CrazyFlie Daedalus Project

This cute hand-built quadcopter might not be able to play tennis, but it's not CrazyFlie's fault — it's much to small to bounce anything around. The copter is basically a flying printed circuit board and not much else.

The whole thing weighs just over an ounce and measures about 4 inches on each side, yet includes a 3-axis accelerometer, two gyroscopes, a charging port and a tiny model airplane battery that gives it four and a half minutes of flying time.
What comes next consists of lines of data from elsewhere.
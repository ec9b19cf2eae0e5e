use std::collections::HashMap;
use std::sync::Arc;

use async_trait::async_trait;
use chrono::{DateTime, Utc};
use serde::{Deserialize, Serialize};
use thiserror::Error;
use tokio::sync::RwLock;
use uuid::Uuid;

use crate::domain::request::{Request, RequestStatus};

#[derive(Clone, Copy, Debug, PartialEq, Eq, Serialize, Deserialize)]
#[serde(rename_all = "snake_case")]
pub enum NotificationKind {
    Action,
    Approval,
    Update,
}

#[derive(Clone, Debug, PartialEq, Eq, Serialize, Deserialize)]
pub struct NotificationPayload {
    pub kind: NotificationKind,
    pub title: String,
    pub message: String,
    pub related_entity_id: Option<String>,
}

impl NotificationPayload {
    pub fn new_submission(request: &Request) -> Self {
        Self {
            kind: NotificationKind::Action,
            title: "New Request Submitted".to_string(),
            message: format!("{} submitted {}: {}", request.requester, request.id, request.title),
            related_entity_id: Some(request.id.0.clone()),
        }
    }

    pub fn approved(request: &Request) -> Self {
        Self {
            kind: NotificationKind::Approval,
            title: "Request Approved".to_string(),
            message: format!("Your request {} has been approved.", request.id),
            related_entity_id: Some(request.id.0.clone()),
        }
    }

    pub fn rejected(request: &Request, reason: Option<&str>) -> Self {
        let message = match reason.map(str::trim).filter(|reason| !reason.is_empty()) {
            Some(reason) => format!("Your request {} was rejected. Reason: {reason}", request.id),
            None => format!("Your request {} was rejected.", request.id),
        };
        Self {
            kind: NotificationKind::Approval,
            title: "Request Rejected".to_string(),
            message,
            related_entity_id: Some(request.id.0.clone()),
        }
    }

    pub fn status_updated(request: &Request, status: RequestStatus) -> Self {
        Self {
            kind: NotificationKind::Update,
            title: "Request Status Updated".to_string(),
            message: format!("Your request {} is now {}.", request.id, status.label()),
            related_entity_id: Some(request.id.0.clone()),
        }
    }

    pub fn info_requested(request: &Request, question: &str) -> Self {
        Self {
            kind: NotificationKind::Action,
            title: "Information Requested".to_string(),
            message: format!("More information is needed for {}: {}", request.id, question.trim()),
            related_entity_id: Some(request.id.0.clone()),
        }
    }
}

#[derive(Clone, Debug, Error, PartialEq, Eq)]
pub enum NotifyError {
    #[error("notification delivery failed: {0}")]
    Delivery(String),
}

/// Outbound notification channel. `recipient` is a user id.
#[async_trait]
pub trait Notifier: Send + Sync {
    async fn send(&self, recipient: &str, payload: NotificationPayload) -> Result<(), NotifyError>;
}

/// Accepts and drops everything.
#[derive(Clone, Copy, Debug, Default)]
pub struct NoopNotifier;

#[async_trait]
impl Notifier for NoopNotifier {
    async fn send(&self, _recipient: &str, _payload: NotificationPayload) -> Result<(), NotifyError> {
        Ok(())
    }
}

#[derive(Clone, Debug, PartialEq, Eq, Serialize, Deserialize)]
pub struct Notification {
    pub id: String,
    pub recipient: String,
    #[serde(flatten)]
    pub payload: NotificationPayload,
    pub read: bool,
    pub created_at: DateTime<Utc>,
}

/// Per-recipient inboxes, newest first.
#[derive(Clone, Default)]
pub struct InMemoryNotifier {
    inboxes: Arc<RwLock<HashMap<String, Vec<Notification>>>>,
}

impl InMemoryNotifier {
    pub async fn inbox(&self, recipient: &str) -> Vec<Notification> {
        self.inboxes.read().await.get(recipient).cloned().unwrap_or_default()
    }

    pub async fn unread_count(&self, recipient: &str) -> usize {
        self.inboxes
            .read()
            .await
            .get(recipient)
            .map_or(0, |inbox| inbox.iter().filter(|notification| !notification.read).count())
    }

    /// Total notifications across every inbox.
    pub async fn sent_count(&self) -> usize {
        self.inboxes.read().await.values().map(Vec::len).sum()
    }

    pub async fn mark_read(&self, recipient: &str, notification_id: &str) -> bool {
        let mut inboxes = self.inboxes.write().await;
        let Some(notification) = inboxes
            .get_mut(recipient)
            .and_then(|inbox| inbox.iter_mut().find(|notification| notification.id == notification_id))
        else {
            return false;
        };
        notification.read = true;
        true
    }

    pub async fn mark_all_read(&self, recipient: &str) {
        if let Some(inbox) = self.inboxes.write().await.get_mut(recipient) {
            inbox.iter_mut().for_each(|notification| notification.read = true);
        }
    }

    pub async fn clear(&self, recipient: &str) {
        self.inboxes.write().await.remove(recipient);
    }
}

#[async_trait]
impl Notifier for InMemoryNotifier {
    async fn send(&self, recipient: &str, payload: NotificationPayload) -> Result<(), NotifyError> {
        let notification = Notification {
            id: Uuid::new_v4().to_string(),
            recipient: recipient.to_string(),
            payload,
            read: false,
            created_at: Utc::now(),
        };
        self.inboxes.write().await.entry(recipient.to_string()).or_default().insert(0, notification);
        Ok(())
    }
}
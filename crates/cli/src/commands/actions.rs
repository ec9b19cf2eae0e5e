use std::sync::Arc;

use secrecy::{ExposeSecret, SecretString};
use tripdesk_core::config::LoadOptions;
use tripdesk_core::domain::request::{Request, RequestId};
use tripdesk_core::domain::user::User;
use tripdesk_core::errors::{ApplicationError, WorkflowError};
use tripdesk_core::flows::RequestAction;
use tripdesk_core::notify::NoopNotifier;
use tripdesk_core::service::WorkflowService;
use tripdesk_db::{connect_with_config, sqlite_ports};

use crate::commands::{application_failure, load_config, runtime, CommandResult, StepFailure};

/// Who is asking about which request.
pub struct ActionsQuery {
    pub email: String,
    pub password: SecretString,
    pub request_id: String,
}

/// Signs in as the given user and lists what they may do to one request.
pub fn run(options: &LoadOptions, query: ActionsQuery) -> CommandResult {
    let config = match load_config("actions", options) {
        Ok(config) => config,
        Err(result) => return result,
    };
    let runtime = match runtime("actions") {
        Ok(runtime) => runtime,
        Err(result) => return result,
    };

    let result = runtime.block_on(async {
        let pool = connect_with_config(&config.database).await.map_err(|error| {
            application_failure(ApplicationError::Persistence(error.to_string()), None)
        })?;
        let service =
            WorkflowService::new(sqlite_ports(&pool, Arc::new(NoopNotifier)), config.workflow.clone());

        let outcome: Result<(User, Request, Vec<RequestAction>), StepFailure> = async {
            let login = service
                .authenticate(&query.email, query.password.expose_secret())
                .await
                .map_err(|error| ("authentication", error.to_string(), 7u8))?;
            let (user, correlation_id) = (login.value, login.correlation_id);
            let failure = |error: WorkflowError| application_failure(error, Some(&correlation_id));
            let request_id = RequestId(query.request_id.trim().to_string());
            let request = service.get_request(&user, &request_id).await.map_err(failure)?;
            let actions = service.allowed_actions(&user, &request_id).await.map_err(failure)?;
            Ok((user, request, actions))
        }
        .await;

        pool.close().await;
        outcome
    });

    match result {
        Ok((user, request, actions)) => {
            CommandResult::success("actions", describe(&user, &request, &actions))
        }
        Err((error_class, message, exit_code)) => {
            CommandResult::failure("actions", error_class, message, exit_code)
        }
    }
}

fn describe(user: &User, request: &Request, actions: &[RequestAction]) -> String {
    let listed = if actions.is_empty() {
        "no actions available".to_string()
    } else {
        actions.iter().map(RequestAction::as_str).collect::<Vec<_>>().join(", ")
    };
    format!(
        "{} ({}) as {} [{}]: {listed}",
        request.id,
        request.status,
        user.name,
        user.role.display_name()
    )
}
The battery and propellers are from a Silverlit X-Twin remote-controlled airplane.

The 64-mHz CPU uses data from the accelerometer and gyroscopes to make tiny adjustments 250 times per second, keeping the tiny copter airborne. It sounds somewhat like a bee swarm, or like an elegy on Autotune. Watch it in action below.

CrazyFlie is the work of the Daedalus Project, which is operated by the Swedish technology consulting firm Epsilon. Perhaps someday it will fly with its larger cousins in Switzerland, and learn how to play tennis or even the piano.

[via IEEE Spectrum]

3 Comments

I'm pretty sure you mean MHz not mHz as millihertz are a interesting concept...

Eliminate the power source and make it a true TESLA helicopter weighing even less, and smaller yet.

Oh, that is sweet. The best part is the fact that they can make an ARM Cortex processor run this thing, on reasonably small batteries.